Private Secretary, Royal Secretariat
- In office 1 June 1965 – October 1967
- Monarch: Jigme Dorji Wangchuck

Ramjam, Thimphu District Administration
- In office October 1967 – July 1971

Protocol Officer, Ministry of Foreign Affairs
- In office July 1971 – 1973
- Monarchs: Jigme Dorji Wangchuck Jigme Singye Wangchuck

Councillor, Royal Advisory Council
- In office 1973–1985
- Monarch: Jigme Singye Wangchuck

Secretary, National Women's Association of Bhutan
- In office 23 February 1985 – 2009

Personal details
- Born: 16 May 1944 Haa, Bhutan
- Died: 15 February 2018 (aged 73) Thimphu, Bhutan

= Dawa Dem =

Bhutanese bureaucrat

Dasho Dawa Dem (Dzongkha: ཟླ་བ་སྒྲོལམོ; 16 May 1944 – 15 February 2018) was a Bhutanese bureaucrat. The first woman to join the Bhutanese civil service, she held positions in various government branches, namely the Royal Secretariat, the Thimphu District Administration, the Ministry of Foreign Affairs, and the Royal Advisory Council, in a career spanning two decades, from 1965 to 1985. She helped establish the National Women's Association of Bhutan in 1981, and was appointed its secretary in 1985. She retired in 2009 and died in 2018.

==Early life==
Dasho Dawa Dem was born on 16 May 1944, in Takchu Goenpa in Haa District. In Haa, she was one of the first Bhutanese to receive a modern education with her attending school there from 1956 to 1963. She studied further in various Indian schools under a Bhutanese Government scholarship.

==Government service==
Dawa Dem began her career at the Royal Secretariat in Bhutan on 1 June 1965, as a private secretary. In October 1967, she was promoted to Ramjam (assistant district magistrate/chief executive) in the Thimphu District administration, where she worked till July 1971. In 1971 she was transferred to the newly established Ministry of Foreign Affairs, where she worked as a protocol officer till 1973. She was then promoted to councillor in the now-defunct Royal Advisory Council, a post she held till 1985.

Dawa Dem was the first woman Ramjam in Bhutan. On her appointment as Ramjam in 1967, she was conferred the honorific title Dasho in Thimphu by the Third Druk Gyalpo of Bhutan, Jigme Dorji Wangchuck.
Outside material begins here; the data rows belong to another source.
//! Optimistic mutations: apply locally now, commit remotely, then confirm
//! or roll back.
use futures::future::{BoxFuture, FutureExt, Shared};
use serde_json::Value;
use std::collections::HashMap;
use std::future::Future;
use std::sync::{Arc, Mutex, PoisonError};
use tokio::sync::oneshot;
use tokio::task::JoinHandle;
use tracing::{info, warn};
use uuid::Uuid;

use crate::error::SyncError;
use crate::model::{EntityKey, MutationStatus};
use crate::store::{Change, LocalStore, Patch, PendingMutation};

type Turn = Shared<BoxFuture<'static, ()>>;

#[derive(Debug, Clone, PartialEq)]
pub struct MutationOutcome {
    pub id: Uuid,
    pub key: EntityKey,
    pub status: MutationStatus,
    /// Observable state of the entity once the mutation settled.
    pub state: Option<Value>,
}

/// Resolves when the remote commit settles. Dropping the handle does not
/// cancel the commit.
#[derive(Debug)]
pub struct MutationHandle {
    id: Uuid,
    key: EntityKey,
    task: JoinHandle<Result<MutationOutcome, SyncError>>,
}

impl MutationHandle {
    pub fn id(&self) -> Uuid {
        self.id
    }

    pub fn key(&self) -> EntityKey {
        self.key
    }

    pub async fn outcome(self) -> Result<MutationOutcome, SyncError> {
        self.task
            .await
            .map_err(|err| SyncError::Aborted(err.to_string()))?
    }
}

#[derive(Clone)]
pub struct MutationController {
    store: LocalStore,
    /// Per entity: the completion of the most recently submitted commit.
    lanes: Arc<Mutex<HashMap<EntityKey, (Uuid, Turn)>>>,
}

impl MutationController {
    pub fn new(store: LocalStore) -> Self {
        Self {
            store,
            lanes: Arc::new(Mutex::new(HashMap::new())),
        }
    }

    pub fn store(&self) -> &LocalStore {
        &self.store
    }

    /// Apply `patch` to `key` right away and commit it in the background.
    ///
    /// `commit` returns the server's representation of the entity, or `Null`
    /// when the server has none to offer. Commits on one entity run in
    /// submission order; different entities proceed independently. Must be
    /// called from within a Tokio runtime.
    pub fn apply_mutation<F, Fut>(&self, key: EntityKey, patch: Patch, commit: F) -> MutationHandle
    where
        F: FnOnce() -> Fut + Send + 'static,
        Fut: Future<Output = Result<Value, SyncError>> + Send + 'static,
    {
        self.apply_change(key, Change::Patch(patch), commit)
    }

    /// Hide `key` right away and commit the delete in the background. It
    /// queues behind earlier commits on the same entity, and a failure
    /// brings the entity back as those left it.
    pub fn apply_delete<F, Fut>(&self, key: EntityKey, commit: F) -> MutationHandle
    where
        F: FnOnce() -> Fut + Send + 'static,
        Fut: Future<Output = Result<Value, SyncError>> + Send + 'static,
    {
        self.apply_change(key, Change::Delete, commit)
    }

    fn apply_change<F, Fut>(&self, key: EntityKey, change: Change, commit: F) -> MutationHandle
    where
        F: FnOnce() -> Fut + Send + 'static,
        Fut: Future<Output = Result<Value, SyncError>> + Send + 'static,
    {
        let mutation = self.store.begin(key, change);
        let id = mutation.id;

        let (done_tx, done_rx) = oneshot::channel::<()>();
        let turn: Turn = done_rx.map(|_| ()).boxed().shared();
        let previous = self
            .lanes
            .lock()
            .unwrap_or_else(PoisonError::into_inner)
            .insert(key, (id, turn))
            .map(|(_, turn)| turn);

        let controller = self.clone();
        let task = tokio::spawn(async move {
            if let Some(previous) = previous {
                previous.await;
            }
            let result = commit().await;
            let outcome = controller.settle(&mutation, result);
            controller.release(key, id);
            drop(done_tx);
            outcome
        });

        MutationHandle { id, key, task }
    }

    /// `apply_mutation` and wait for the outcome.
    pub async fn mutate<F, Fut>(
        &self,
        key: EntityKey,
        patch: Patch,
        commit: F,
    ) -> Result<MutationOutcome, SyncError>
    where
        F: FnOnce() -> Fut + Send + 'static,
        Fut: Future<Output = Result<Value, SyncError>> + Send + 'static,
    {
        self.apply_mutation(key, patch, commit).outcome().await
    }

    fn settle(
        &self,
        mutation: &PendingMutation,
        result: Result<Value, SyncError>,
    ) -> Result<MutationOutcome, SyncError> {
        let key = mutation.key;
        match result {
            Ok(body) => {
                let authoritative = body.is_object().then_some(body);
                let server_won = authoritative.is_some();
                self.store.confirm(key, mutation.id, authoritative);
                info!(%key, mutation = %mutation.id, server_won, "mutation confirmed");
                Ok(self.outcome(mutation, MutationStatus::Confirmed))
            }
            Err(SyncError::Conflict { server }) => {
                warn!(%key, mutation = %mutation.id, "mutation conflicted; adopting server state");
                self.store.rollback(key, mutation.id, server.clone());
                let err = SyncError::Conflict { server };
                self.store.report_failure(key, mutation.id, err.clone());
                Err(err)
            }
            Err(err) => {
                warn!(%key, mutation = %mutation.id, ?err, "mutation failed; rolled back");
                self.store.rollback(key, mutation.id, None);
                // Auth failures go to the logout flow, not a banner.
                if !err.is_auth() {
                    self.store.report_failure(key, mutation.id, err.clone());
                }
                Err(err)
            }
        }
    }

    fn outcome(&self, mutation: &PendingMutation, status: MutationStatus) -> MutationOutcome {
        MutationOutcome {
            id: mutation.id,
            key: mutation.key,
            status,
            state: self.store.get(mutation.key),
        }
    }

    /// Forget the lane once its newest commit has settled.
    fn release(&self, key: EntityKey, id: Uuid) {
        let mut lanes = self.lanes.lock().unwrap_or_else(PoisonError::into_inner);
        if lanes.get(&key).is_some_and(|(tail, _)| *tail == id) {
            lanes.remove(&key);
        }
    }
}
Besides being the first woman Ramjam, she was also the first woman to join the Bhutanese civil service and to become Royal Advisory Councillor. She remains one of the few women to have received the title Dasho.

==Other activities==
While Ramjam, Dawa Dem attended a diploma course in spoken English in Australia in 1971. Later, she attended a course in National Government Administration at the Institute of Public Administration in Japan in 1973.

Dawa Dem helped establish the National Women's Association of Bhutan (NWAB) in 1981. She was appointed its secretary on 23 February 1985, after her tenure as Royal Advisory Councillor. The NWAB is the premier women's association in Bhutan. She retired from NWAB headship in 2009.

Dawa Dem attended the 1985 UN Women's Decade Conference and the 1995 Fourth World Conference on Women.

==Death==
Dawa Dem died aged 73 on 15 February 2018, at the Jigme Dorji Wangchuck National Referral Hospital in Thimphu. She was cremated on 26 February. The Privy Council of Bhutan, in a press release, stated
She will be cherished and remembered by [the] Bhutanese for her selfless dedication and service to the country.